---- EXTRACTED INFORMATION

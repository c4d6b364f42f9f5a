//! DroidFiler Logging & Observability Module
//!
//! Provides structured logging, panic handling, crash reports, and deadlock detection.

mod panic_hook;
mod logging;

pub use panic_hook::init_panic_hook;
pub use logging::{init_logging, cleanup_old_logs};

use std::path::PathBuf;
use directories::ProjectDirs;

/// Get the application log directory
pub fn log_dir() -> PathBuf {
    ProjectDirs::from("com", "DroidFiler", "DroidFiler")
        .map(|dirs| dirs.data_dir().join("logs"))
        .unwrap_or_else(|| PathBuf::from("./logs"))
}

/// Initialize all observability features
pub fn init() -> anyhow::Result<()> {
    init_logging()?;
    init_panic_hook();

    #[cfg(debug_assertions)]
    init_deadlock_detector();

    Ok(())
}

#[cfg(debug_assertions)]
fn init_deadlock_detector() {
    use std::thread;
    use std::time::Duration;

    thread::spawn(|| {
        loop {
            thread::sleep(Duration::from_secs(10));
            let deadlocks = parking_lot::deadlock::check_deadlock();
            if !deadlocks.is_empty() {
                tracing::error!("Deadlock detected!");
                for (i, threads) in deadlocks.iter().enumerate() {
                    tracing::error!("Deadlock #{}", i);
                    for t in threads {
                        tracing::error!("Thread Id {:#?}", t.thread_id());
                        tracing::error!("{:#?}", t.backtrace());
                    }
                }
            }
        }
    });
}
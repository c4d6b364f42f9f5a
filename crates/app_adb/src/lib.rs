//! DroidFiler Device Bridge Module
//!
//! Wraps the `adb` executable as a request/response shell channel:
//! - Binary discovery over known SDK locations and PATH
//! - Device enumeration with human-readable model names
//! - File operations on attached devices (list, probe, pull, push, delete, rename)
//!
//! Every operation fails closed (false / empty) when the binary is missing
//! or the subprocess exits non-zero; stderr is kept for logging only.

mod client;
mod discovery;

pub use client::{AdbClient, AndroidDevice};
pub use discovery::discover_bridge;

use thiserror::Error;

/// Device bridge errors
#[derive(Error, Debug)]
pub enum AdbError {
    #[error("adb binary not found in known locations or PATH")]
    BridgeUnavailable,

    #[error("I/O error: {0}")]
    Io(#[from] std::io::Error),
}

pub type Result<T> = std::result::Result<T, AdbError>;
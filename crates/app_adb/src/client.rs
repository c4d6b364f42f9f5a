//! Synchronous adb client
//!
//! Each call spawns one subprocess and blocks the calling thread until it
//! exits. Success is the subprocess exit status; stdout is parsed as UTF-8
//! text lines; stderr is captured for diagnostics only.

use crate::discovery::discover_bridge;
use std::path::{Path, PathBuf};
use std::process::Command;
use std::sync::atomic::{AtomicU64, Ordering};
use std::time::{SystemTime, UNIX_EPOCH};

/// State token adb reports for a device that is attached and ready
const READY_STATE: &str = "device";

/// An attached Android device
#[derive(Debug, Clone, PartialEq, Eq)]
pub struct AndroidDevice {
    /// Opaque stable identifier
    pub serial: String,

    /// Human-readable model name (falls back to serial)
    pub name: String,
}

/// Client for the adb device bridge.
///
/// Construct once with the resolved binary path (from configuration or
/// [`discover_bridge`]) and share it; the client holds no other state.
pub struct AdbClient {
    bridge: Option<PathBuf>,
}

struct BridgeOutput {
    success: bool,
    lines: Vec<String>,
}

impl BridgeOutput {
    fn failure() -> Self {
        Self {
            success: false,
            lines: Vec::new(),
        }
    }
}

impl AdbClient {
    /// Create a client, using `bridge` if given, discovery otherwise
    pub fn new(bridge: Option<PathBuf>) -> Self {
        let bridge = bridge.or_else(discover_bridge);
        Self { bridge }
    }

    /// Is the bridge binary available?
    pub fn is_available(&self) -> bool {
        self.bridge.is_some()
    }

    /// The resolved bridge binary path, for diagnostics
    pub fn bridge_path(&self) -> crate::Result<&Path> {
        self.bridge
            .as_deref()
            .ok_or(crate::AdbError::BridgeUnavailable)
    }

    /// Run the bridge binary and capture its output
    fn exec(&self, args: &[&str]) -> BridgeOutput {
        let Some(bridge) = &self.bridge else {
            tracing::warn!("Bridge unavailable, skipping: adb {}", args.join(" "));
            return BridgeOutput::failure();
        };

        match Command::new(bridge).args(args).output() {
            Ok(output) => {
                let lines = String::from_utf8_lossy(&output.stdout)
                    .lines()
                    .map(|l| l.trim_end_matches('\r').to_string())
                    .collect();

                if !output.status.success() {
                    let stderr = String::from_utf8_lossy(&output.stderr);
                    tracing::debug!(
                        "adb {} exited with {:?}: {}",
                        args.join(" "),
                        output.status.code(),
                        stderr.trim()
                    );
                }

                BridgeOutput {
                    success: output.status.success(),
                    lines,
                }
            }
            Err(e) => {
                tracing::debug!("Failed to spawn adb {}: {}", args.join(" "), e);
                BridgeOutput::failure()
            }
        }
    }

    /// Check whether a device path is a directory.
    ///
    /// The shell conditional exits 0 either way, so the answer is carried
    /// in the echoed token, not the exit status.
    pub fn is_directory(&self, serial: &str, path: &str) -> bool {
        let cond = format!("[ -d \"{}\" ] && echo dir || echo not", path);
        let out = self.exec(&["-s", serial, "shell", &cond]);
        out.lines.first().map(String::as_str) == Some("dir")
    }

    /// List entry names in a device directory.
    ///
    /// Filters out the `.` / `..` pseudo-entries and blank lines. A failed
    /// listing is an empty result.
    pub fn list_names(&self, serial: &str, path: &str) -> Vec<String> {
        let out = self.exec(&["-s", serial, "shell", "ls", "-1a", path]);
        if !out.success {
            return Vec::new();
        }

        out.lines
            .into_iter()
            .filter(|name| name != "." && name != ".." && !name.trim().is_empty())
            .collect()
    }

    /// Pull a file from the device to a local path
    pub fn pull(&self, serial: &str, remote: &str, local: &Path) -> bool {
        let local = local.to_string_lossy();
        self.exec(&["-s", serial, "pull", remote, &local]).success
    }

    /// Push a local file to a device path
    pub fn push(&self, local: &Path, serial: &str, remote: &str) -> bool {
        let local = local.to_string_lossy();
        self.exec(&["-s", serial, "push", &local, remote]).success
    }

    /// Recursively delete a device path
    pub fn delete(&self, serial: &str, path: &str) -> bool {
        self.exec(&["-s", serial, "shell", "rm", "-rf", path]).success
    }

    /// Create a directory (and parents) on the device
    pub fn mkdir(&self, serial: &str, path: &str) -> bool {
        self.exec(&["-s", serial, "shell", "mkdir", "-p", path]).success
    }

    /// Move/rename a device path on the same device
    pub fn rename(&self, serial: &str, old_path: &str, new_path: &str) -> bool {
        self.exec(&["-s", serial, "shell", "mv", old_path, new_path])
            .success
    }

    /// Copy a device file to another (or the same) device via a local
    /// temp file. Pull-then-push works uniformly for same-serial and
    /// cross-serial copies.
    pub fn copy_between_devices(
        &self,
        src_serial: &str,
        src_path: &str,
        dst_serial: &str,
        dst_path: &str,
    ) -> bool {
        let tmp = match temp_pull_path() {
            Ok(tmp) => tmp,
            Err(_) => return false,
        };

        if !self.pull(src_serial, src_path, &tmp) {
            return false;
        }

        let pushed = self.push(&tmp, dst_serial, dst_path);
        remove_temp(&tmp);
        pushed
    }

    /// List attached, ready devices with resolved model names
    pub fn list_devices(&self) -> Vec<AndroidDevice> {
        let out = self.exec(&["devices"]);

        parse_device_serials(&out.lines)
            .into_iter()
            .map(|serial| {
                let name = self.device_name(&serial).unwrap_or_else(|| serial.clone());
                AndroidDevice { serial, name }
            })
            .collect()
    }

    /// Query the device model name (best-effort)
    pub fn device_name(&self, serial: &str) -> Option<String> {
        let out = self.exec(&["-s", serial, "shell", "getprop", "ro.product.model"]);
        if !out.success {
            return None;
        }

        out.lines
            .first()
            .map(|l| l.trim().to_string())
            .filter(|l| !l.is_empty())
    }
}

/// Staging path for one pull-then-push copy. The sequence counter keeps
/// concurrent copies from colliding on the millisecond stamp.
fn temp_pull_path() -> std::io::Result<PathBuf> {
    static TEMP_SEQ: AtomicU64 = AtomicU64::new(0);

    let dir = std::env::temp_dir().join("adbtmp");
    std::fs::create_dir_all(&dir)?;

    let stamp = SystemTime::now()
        .duration_since(UNIX_EPOCH)
        .map(|d| d.as_millis())
        .unwrap_or(0);
    let seq = TEMP_SEQ.fetch_add(1, Ordering::Relaxed);

    Ok(dir.join(format!("{}-{}-{}", std::process::id(), stamp, seq)))
}

/// Remove a pull staging path; pulls of device directories land as
/// directories, so a plain file unlink is not enough.
fn remove_temp(path: &Path) {
    let result = if path.is_dir() {
        std::fs::remove_dir_all(path)
    } else {
        std::fs::remove_file(path)
    };

    if let Err(e) = result {
        tracing::debug!("Failed to remove pull staging path {}: {}", path.display(), e);
    }
}

/// Extract serials from `adb devices` output: one `<serial>\t<state>` line
/// per device, plus a header. Only lines ending in the ready state count.
fn parse_device_serials(lines: &[String]) -> Vec<String> {
    lines
        .iter()
        .filter(|line| line.ends_with(READY_STATE) && !line.starts_with("List"))
        .filter_map(|line| line.split('\t').next())
        .map(str::to_string)
        .collect()
}

#[cfg(test)]
mod tests {
    use super::*;

    fn unavailable_client() -> AdbClient {
        AdbClient { bridge: None }
    }

    #[test]
    fn test_parse_device_serials() {
        let lines = vec![
            "List of devices attached".to_string(),
            "ABC123\tdevice".to_string(),
            "XYZ789\tunauthorized".to_string(),
            "DEF456\tdevice".to_string(),
            String::new(),
        ];

        let serials = parse_device_serials(&lines);
        assert_eq!(serials, vec!["ABC123", "DEF456"]);
    }

    #[test]
    fn test_parse_no_devices() {
        let lines = vec!["List of devices attached".to_string(), String::new()];
        assert!(parse_device_serials(&lines).is_empty());
    }

    #[test]
    fn test_unavailable_bridge_fails_closed() {
        let client = unavailable_client();

        assert!(!client.is_available());
        assert!(client.list_devices().is_empty());
        assert!(client.list_names("ABC123", "/sdcard").is_empty());
        assert!(!client.is_directory("ABC123", "/sdcard"));
        assert!(!client.delete("ABC123", "/sdcard/x"));
        assert!(!client.rename("ABC123", "/sdcard/a", "/sdcard/b"));
        assert!(!client.push(Path::new("/tmp/x"), "ABC123", "/sdcard/x"));
        assert!(!client.pull("ABC123", "/sdcard/x", Path::new("/tmp/x")));
    }

    #[test]
    fn test_temp_pull_paths_are_unique() {
        let a = temp_pull_path().unwrap();
        let b = temp_pull_path().unwrap();
        assert_ne!(a, b);
    }

    #[test]
    fn test_remove_temp_handles_directories() {
        let dir = tempfile::tempdir().unwrap();

        let staged_dir = dir.path().join("pulled");
        std::fs::create_dir_all(staged_dir.join("sub")).unwrap();
        std::fs::write(staged_dir.join("sub/a.jpg"), b"x").unwrap();
        remove_temp(&staged_dir);
        assert!(!staged_dir.exists());

        let staged_file = dir.path().join("pulled.jpg");
        std::fs::write(&staged_file, b"x").unwrap();
        remove_temp(&staged_file);
        assert!(!staged_file.exists());
    }

    #[cfg(unix)]
    #[test]
    fn test_fake_bridge_lists_devices() {
        use std::io::Write;
        use std::os::unix::fs::PermissionsExt;

        let dir = tempfile::tempdir().unwrap();
        let bin = dir.path().join("adb");
        {
            let mut f = std::fs::File::create(&bin).unwrap();
            writeln!(f, "#!/bin/sh").unwrap();
            writeln!(f, "if [ \"$1\" = devices ]; then").unwrap();
            writeln!(f, "  echo 'List of devices attached'").unwrap();
            writeln!(f, "  printf 'FAKE01\\tdevice\\n'").unwrap();
            writeln!(f, "else").unwrap();
            writeln!(f, "  echo 'Pixel 7'").unwrap();
            writeln!(f, "fi").unwrap();
        }
        std::fs::set_permissions(&bin, std::fs::Permissions::from_mode(0o755)).unwrap();

        let client = AdbClient::new(Some(bin));
        let devices = client.list_devices();

        assert_eq!(
            devices,
            vec![AndroidDevice {
                serial: "FAKE01".to_string(),
                name: "Pixel 7".to_string(),
            }]
        );
    }
}
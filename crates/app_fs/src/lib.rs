//! DroidFiler File System Abstraction Layer
//!
//! Provides a unified interface over local disk and Android device paths:
//! - RemotePath/Backend: scheme-prefixed path routing
//! - VfsNode: uniform list/rename/copy/move/delete over both backends
//! - Archive writer for zip compression
//! - Directory change fingerprinting
//! - Directory browsing (FileSystemItem listings)

mod remote_path;
mod node;
mod archive;
mod fingerprint;
mod browser;
mod ops;

pub use remote_path::{Backend, RemotePath, SCHEME};
pub use node::{LocalNode, RemoteNode, VfsNode};
pub use archive::compress;
pub use fingerprint::{fingerprint, REMOTE_FINGERPRINT};
pub use browser::{list_external_volumes, list_local, list_roots, FileSystemItem};
pub use ops::FileManager;

use thiserror::Error;

/// File system errors
#[derive(Error, Debug)]
pub enum FsError {
    #[error("IO error: {0}")]
    Io(#[from] std::io::Error),

    #[error("Malformed remote path: {0}")]
    MalformedPath(String),

    #[error("Archive error: {0}")]
    Archive(String),
}

pub type Result<T> = std::result::Result<T, FsError>;
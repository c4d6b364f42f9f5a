//! DroidFiler Core Domain Logic
//!
//! This crate contains:
//! - Application configuration
//! - Error types
//! - The blocking-operation offload worker

pub mod config;
pub mod error;
pub mod task;

pub use config::{AppConfig, DeviceConfig, FilerConfig, GeneralConfig};
pub use error::AppError;
pub use task::{OpHandle, OpRunner};
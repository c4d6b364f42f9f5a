//! Remote path scheme and backend routing
//!
//! A remote path addresses one file on one attached device:
//! `adb://<serial>/<device-relative-path>`. Everything else is a local
//! OS path used verbatim.

use crate::{FsError, Result};
use std::fmt;
use std::path::PathBuf;

/// Literal marker distinguishing a device path from a local path
pub const SCHEME: &str = "adb://";

/// Parsed remote path: opaque device serial + POSIX path on the device
#[derive(Debug, Clone, PartialEq, Eq, Hash)]
pub struct RemotePath {
    pub serial: String,
    pub device_path: String,
}

/// Which backend a path string belongs to
#[derive(Debug, Clone, PartialEq, Eq)]
pub enum Backend {
    Local(PathBuf),
    Remote(RemotePath),
}

impl Backend {
    /// Classify a path string.
    ///
    /// A path is remote iff it contains the scheme prefix anywhere in the
    /// string; malformed inputs may carry the prefix twice or not at the
    /// start. Local paths pass through untouched.
    pub fn classify(path: &str) -> Result<Self> {
        if path.contains(SCHEME) {
            Ok(Backend::Remote(RemotePath::parse(path)?))
        } else {
            Ok(Backend::Local(PathBuf::from(path)))
        }
    }
}

impl RemotePath {
    /// Parse a remote path string, collapsing a double prefix first.
    ///
    /// Fails with `MalformedPath` when the serial segment cannot be
    /// isolated. A missing device path defaults to the device root.
    pub fn parse(path: &str) -> Result<Self> {
        let canonical = canonicalize(path);

        let start = canonical
            .find(SCHEME)
            .ok_or_else(|| FsError::MalformedPath(path.to_string()))?;
        let rest = &canonical[start + SCHEME.len()..];

        let (serial, device_path) = match rest.find('/') {
            Some(idx) => (&rest[..idx], &rest[idx..]),
            None => (rest, "/"),
        };

        if serial.is_empty() {
            return Err(FsError::MalformedPath(path.to_string()));
        }

        Ok(Self {
            serial: serial.to_string(),
            device_path: device_path.to_string(),
        })
    }

    /// Last segment of the device path (display name)
    pub fn name(&self) -> &str {
        self.device_path.rsplit('/').next().unwrap_or("")
    }

    /// Append one child segment to the device path
    pub fn join(&self, child: &str) -> Self {
        let device_path = if self.device_path.ends_with('/') {
            format!("{}{}", self.device_path, child)
        } else {
            format!("{}/{}", self.device_path, child)
        };

        Self {
            serial: self.serial.clone(),
            device_path,
        }
    }
}

impl fmt::Display for RemotePath {
    fn fmt(&self, f: &mut fmt::Formatter<'_>) -> fmt::Result {
        write!(f, "{}{}{}", SCHEME, self.serial, self.device_path)
    }
}

/// Collapse an accidentally double-prefixed path to canonical form.
///
/// Strip the first prefix occurrence; if the remainder still contains the
/// prefix, the true payload is everything after the second occurrence,
/// re-wrapped with a single prefix. A single-prefix path is the documented
/// contract; the repair exists because path concatenation upstream has
/// produced doubled prefixes, so it is logged rather than silent.
fn canonicalize(path: &str) -> String {
    if !path.contains(SCHEME) {
        return path.to_string();
    }

    let stripped = path.replacen(SCHEME, "", 1);
    match stripped.find(SCHEME) {
        Some(idx) => {
            let payload = &stripped[idx + SCHEME.len()..];
            tracing::warn!("Collapsing double-prefixed remote path: {}", path);
            format!("{}{}", SCHEME, payload)
        }
        None => path.to_string(),
    }
}

#[cfg(test)]
mod tests {
    use super::*;

    #[test]
    fn test_classify_local() {
        let backend = Backend::classify("/tmp/photos").unwrap();
        assert_eq!(backend, Backend::Local(PathBuf::from("/tmp/photos")));
    }

    #[test]
    fn test_classify_remote() {
        let backend = Backend::classify("adb://ABC123/sdcard/DCIM").unwrap();
        assert_eq!(
            backend,
            Backend::Remote(RemotePath {
                serial: "ABC123".to_string(),
                device_path: "/sdcard/DCIM".to_string(),
            })
        );
    }

    #[test]
    fn test_double_prefix_collapses() {
        let remote = RemotePath::parse("adb://ABC123/adb://ABC123/sdcard").unwrap();
        assert_eq!(remote.to_string(), "adb://ABC123/sdcard");
    }

    #[test]
    fn test_missing_device_path_defaults_to_root() {
        let remote = RemotePath::parse("adb://ABC123").unwrap();
        assert_eq!(remote.serial, "ABC123");
        assert_eq!(remote.device_path, "/");
    }

    #[test]
    fn test_empty_serial_is_malformed() {
        assert!(matches!(
            RemotePath::parse("adb:///sdcard"),
            Err(FsError::MalformedPath(_))
        ));
    }

    #[test]
    fn test_name_and_join() {
        let remote = RemotePath::parse("adb://ABC123/sdcard/DCIM").unwrap();
        assert_eq!(remote.name(), "DCIM");

        let child = remote.join("Camera");
        assert_eq!(child.device_path, "/sdcard/DCIM/Camera");
        assert_eq!(child.serial, "ABC123");

        let root = RemotePath::parse("adb://ABC123").unwrap();
        assert_eq!(root.join("sdcard").device_path, "/sdcard");
    }
}
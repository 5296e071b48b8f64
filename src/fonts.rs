//! Font allow-list: decides which text items stay editable.
//!
//! Keynote reports PostScript font names (`Roboto-Bold`, `Inter-Regular`).
//! The family is the part before the first hyphen; an item is "safe" when
//! that family starts with one of the configured names.

/// Font families whose text is kept as editable text.
#[derive(Debug, Clone, PartialEq, Eq)]
pub struct FontAllowList {
    families: Vec<String>,
}

impl FontAllowList {
    /// Parses a comma-separated list such as `"Roboto, Inter"`.
    pub fn parse(spec: &str) -> Self {
        Self::from_families(spec.split(','))
    }

    /// Builds the list from individual family names.
    ///
    /// Entries are trimmed and blanks dropped: an empty prefix would match
    /// every font.
    pub fn from_families<I, S>(families: I) -> Self
    where
        I: IntoIterator<Item = S>,
        S: AsRef<str>,
    {
        let families = families
            .into_iter()
            .map(|f| f.as_ref().trim().to_string())
            .filter(|f| !f.is_empty())
            .collect();
        FontAllowList { families }
    }

    pub fn families(&self) -> &[String] {
        &self.families
    }

    pub fn is_empty(&self) -> bool {
        self.families.is_empty()
    }

    /// Returns true if `font_name` belongs to an allowed family.
    pub fn is_safe(&self, font_name: &str) -> bool {
        let family = font_family(font_name);
        self.families.iter().any(|allowed| family.starts_with(allowed.as_str()))
    }

    /// Like `is_safe`, for items whose font could not be read.
    pub fn is_safe_opt(&self, font_name: Option<&str>) -> bool {
        font_name.is_some_and(|f| self.is_safe(f))
    }
}

impl Default for FontAllowList {
    fn default() -> Self {
        FontAllowList::from_families(["Roboto"])
    }
}

/// Strips the PostScript style suffix: `Roboto-BoldItalic` -> `Roboto`.
pub fn font_family(font_name: &str) -> &str {
    font_name.split('-').next().unwrap_or(font_name)
}

#[cfg(test)]
mod tests {
    use super::*;

    #[test]
    fn family_strips_style_suffix() {
        assert_eq!(font_family("Roboto-Bold"), "Roboto");
        assert_eq!(font_family("Helvetica"), "Helvetica");
        assert_eq!(font_family(""), "");
    }

    #[test]
    fn parse_trims_and_drops_blanks() {
        let list = FontAllowList::parse(" Roboto , ,Inter,");
        assert_eq!(list.families(), ["Roboto", "Inter"]);
    }

    #[test]
    fn styled_names_match_their_family() {
        let list = FontAllowList::parse("Roboto");
        assert!(list.is_safe("Roboto-Regular"));
        assert!(list.is_safe("Roboto"));
        assert!(!list.is_safe("Helvetica-Bold"));
    }

    /// Prefix matching on the family lets "Roboto" cover "RobotoMono".
    #[test]
    fn family_prefix_covers_related_families() {
        let list = FontAllowList::parse("Roboto");
        assert!(list.is_safe("RobotoMono-Light"));
        assert!(!list.is_safe("NotoSans-Roboto"));
    }

    #[test]
    fn matching_is_case_sensitive() {
        let list = FontAllowList::parse("Roboto");
        assert!(!list.is_safe("roboto-Regular"));
    }

    #[test]
    fn missing_font_is_never_safe() {
        let list = FontAllowList::default();
        assert!(!list.is_safe_opt(None));
        assert!(list.is_safe_opt(Some("Roboto-Medium")));
    }

    #[test]
    fn blank_spec_yields_empty_list_matching_nothing() {
        let list = FontAllowList::parse(" , ");
        assert!(list.is_empty());
        assert!(!list.is_safe("Roboto-Regular"));
    }
}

--------

> **EXERCISE DESCRIPTION**: How many lines above contain the word "known"? Reply with only the number.

> **EXERCISE OUTPUT**: 2